§ TASK GOAL: Determine how many lines in the entries below include "files". The reply should be that number and nothing else.

Dataset records:
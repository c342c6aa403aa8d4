use std::process;

use clap::Parser;

use fastport::config::{load_config, Config};
use fastport::logging::init_logging;
use fastport::run;

#[derive(Debug, Parser)]
#[command(name = "fastportd", version, about = "fastPort broker daemon")]
struct Cli {
    /// Path to config TOML; missing file falls back to built-in defaults.
    #[arg(short, long, default_value = "fastport.toml")]
    config: String,
}

#[tokio::main]
async fn main() {
    init_logging();
    let cli = Cli::parse();

    let config: Config = if std::path::Path::new(&cli.config).exists() {
        match load_config(&cli.config) {
            Ok(cfg) => cfg,
            Err(e) => {
                eprintln!("[FATAL] failed to load config: {e}");
                process::exit(1);
            }
        }
    } else {
        Config::default()
    };
    let config = config.apply_env();

    if let Err(e) = run(config).await {
        eprintln!("[FATAL] broker crashed: {e}");
        process::exit(1);
    }
}
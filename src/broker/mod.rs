pub mod connection;
pub mod server;

use std::sync::Arc;
use std::time::Duration;

use crate::config::Config;
use crate::core::clock::Clock;
use crate::core::files::FileRouter;
use crate::core::notifier::OfflineNotifier;
use crate::core::publish::PublishPipeline;
use crate::core::retry::RetryEngine;
use crate::core::session::SessionRegistry;
use crate::core::subscribers::SubscriberIndex;
use crate::storage::Storage;

/// The assembled broker core: every component wired to its ports.
///
/// Construction is cheap and synchronous; [`Broker::bootstrap`] performs
/// storage init and redelivery recovery and must run before serving.
pub struct Broker {
    pub config: Config,
    pub storage: Arc<dyn Storage>,
    pub clock: Arc<dyn Clock>,
    pub index: Arc<SubscriberIndex>,
    pub retry: RetryEngine,
    pub registry: SessionRegistry,
    pub pipeline: PublishPipeline,
    pub files: FileRouter,
}

impl Broker {
    pub fn new(
        config: Config,
        storage: Arc<dyn Storage>,
        clock: Arc<dyn Clock>,
        notifier: Arc<dyn OfflineNotifier>,
    ) -> Arc<Self> {
        let index = Arc::new(SubscriberIndex::new());
        let retry = RetryEngine::new(
            Arc::clone(&storage),
            Arc::clone(&index),
            Arc::clone(&clock),
        );
        let registry = SessionRegistry::new(
            Arc::clone(&storage),
            Arc::clone(&index),
            retry.clone(),
            Arc::clone(&clock),
        );
        let pipeline = PublishPipeline::new(
            Arc::clone(&storage),
            Arc::clone(&index),
            retry.clone(),
            notifier,
            Arc::clone(&clock),
            Duration::from_millis(config.notifier.deadline_ms),
        );
        let files = FileRouter::new(Arc::clone(&storage), Arc::clone(&index));

        Arc::new(Self {
            config,
            storage,
            clock,
            index,
            retry,
            registry,
            pipeline,
            files,
        })
    }

    /// Storage init (fatal on failure) followed by redelivery recovery.
    pub async fn bootstrap(&self) -> anyhow::Result<()> {
        self.storage.init().await?;
        self.retry.recover().await?;
        Ok(())
    }
}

§ WRITTEN RESPONSE: 4